5 thoughts on “To Gamble, for Better or for Worse

  1. Nice piece of thinking on this many layered puzzle. We in the uk have been running study groups on new economics trying to think about new ways of looking at the economy rather than just measuring GDP —dismissed as a useful method even before the 2WW. But we have to think and to talk to our circle of acquaintance to begin raising awareness in the wider society. Anyone interested in what we in uk Quakers have been studying can follow up this link
    https://quaker.org.uk/our-work/economic-justice/new-economy
    While obviously uk based ideas, nevertheless there will be much of international economic interest if downloading our short study booklets which be accessed by following the various links.
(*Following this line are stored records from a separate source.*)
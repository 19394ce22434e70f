//! Per-run log of agent invocations.

use std::fmt::Write as _;

use serde::{Deserialize, Serialize};

use crate::agents::{AgentRole, CritiqueResult};
use crate::redact::preview;

#[derive(Debug, Clone, PartialEq, Serialize, Deserialize)]
#[serde(tag = "kind", content = "value", rename_all = "snake_case")]
pub enum InteractionOutput {
    /// Truncated text produced by a retriever or synthesizer call.
    Text(String),
    /// Full structured critic result.
    Critique(CritiqueResult),
}

#[derive(Debug, Clone, PartialEq, Serialize, Deserialize)]
pub struct InteractionEntry {
    pub agent: AgentRole,
    pub iteration: u32,
    pub output: InteractionOutput,
}

#[derive(Debug, Clone, Default, PartialEq, Serialize, Deserialize)]
#[serde(transparent)]
pub struct InteractionLog {
    entries: Vec<InteractionEntry>,
}

impl InteractionLog {
    pub fn new() -> Self {
        Self::default()
    }

    pub fn record_text(&mut self, agent: AgentRole, iteration: u32, text: &str, max_chars: usize) {
        self.entries.push(InteractionEntry {
            agent,
            iteration,
            output: InteractionOutput::Text(preview(text, max_chars)),
        });
    }

    pub fn record_critique(&mut self, iteration: u32, result: CritiqueResult) {
        self.entries.push(InteractionEntry {
            agent: AgentRole::Critic,
            iteration,
            output: InteractionOutput::Critique(result),
        });
    }

    pub fn entries(&self) -> &[InteractionEntry] {
        &self.entries
    }

    pub fn len(&self) -> usize {
        self.entries.len()
    }

    pub fn is_empty(&self) -> bool {
        self.entries.is_empty()
    }

    pub fn render_markdown(&self) -> String {
        if self.entries.is_empty() {
            return "No interactions recorded.".to_string();
        }
        let mut output = String::from("### Interaction Log\n");
        for (idx, entry) in self.entries.iter().enumerate() {
            let summary = match &entry.output {
                InteractionOutput::Text(text) => text.replace('\n', " "),
                InteractionOutput::Critique(result) => {
                    let mut line = format!("score {}/10: {}", result.score, result.critique);
                    if let Some(err) = &result.parse_error {
                        let _ = write!(line, " (score defaulted: {err})");
                    }
                    line.replace('\n', " ")
                }
            };
            let _ = writeln!(
                output,
                "{}. [iteration {}] {} -> {}",
                idx + 1,
                entry.iteration,
                entry.agent,
                summary
            );
        }
        output
    }
}

#[cfg(test)]
mod tests {
    use super::*;

    #[test]
    fn text_entries_are_truncated() {
        let mut log = InteractionLog::new();
        log.record_text(AgentRole::Retriever, 1, &"x".repeat(300), 200);
        match &log.entries()[0].output {
            InteractionOutput::Text(text) => assert_eq!(text.chars().count(), 203),
            other => panic!("unexpected output {other:?}"),
        }
    }

    #[test]
    fn markdown_lists_steps_in_order() {
        let mut log = InteractionLog::new();
        log.record_text(AgentRole::Retriever, 1, "Photosynthesis facts", 200);
        log.record_text(AgentRole::Synthesizer, 1, "Plants turn\nlight into sugar", 200);
        log.record_critique(1, CritiqueResult::parse(r#"{"score": 8, "critique": "Clear."}"#, 5));
        log.record_critique(2, CritiqueResult::parse("meh", 5));

        insta::assert_snapshot!(log.render_markdown().trim_end(), @r###"
        ### Interaction Log
        1. [iteration 1] retriever -> Photosynthesis facts
        2. [iteration 1] synthesizer -> Plants turn light into sugar
        3. [iteration 1] critic -> score 8/10: Clear.
        4. [iteration 2] critic -> score 5/10: meh (score defaulted: no score found in critique output)
        "###);
    }

    #[test]
    fn empty_log_has_placeholder() {
        assert_eq!(InteractionLog::new().render_markdown(), "No interactions recorded.");
    }
}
Love and blessings to all our USA Ffriends from Noël in Peterborough meeting, Cambridgeshire Area Meeting

  2. “we have to face the reality that there’s no honest work involved in accruing interest.”
    This is not always true. If we lend our hard-earned money to someone else, so they can get the tools or such, so they can make more earned money, then we become partners with them in the interprise. Sitting on our savings for later retirement may be preventing the other person from getting a needed start. There are many willing workers who can’t work at thier chosen field due lack of credit. Some of us can do something about it in individual cases. Per haps together we could build a system that would do this on a much bigger scale. Or perhaps we can’t. Our current system was meant to do that. Sometimes it still does. Often is doesn’t.

  3. Having the advantage to gamble as opposed to being born under oppression and poverty with race as a qualifying stigma, one only can talk about economic justice from a place of privilege. I have been trying to walk in the others shoes for some time now, and have not been able to do it.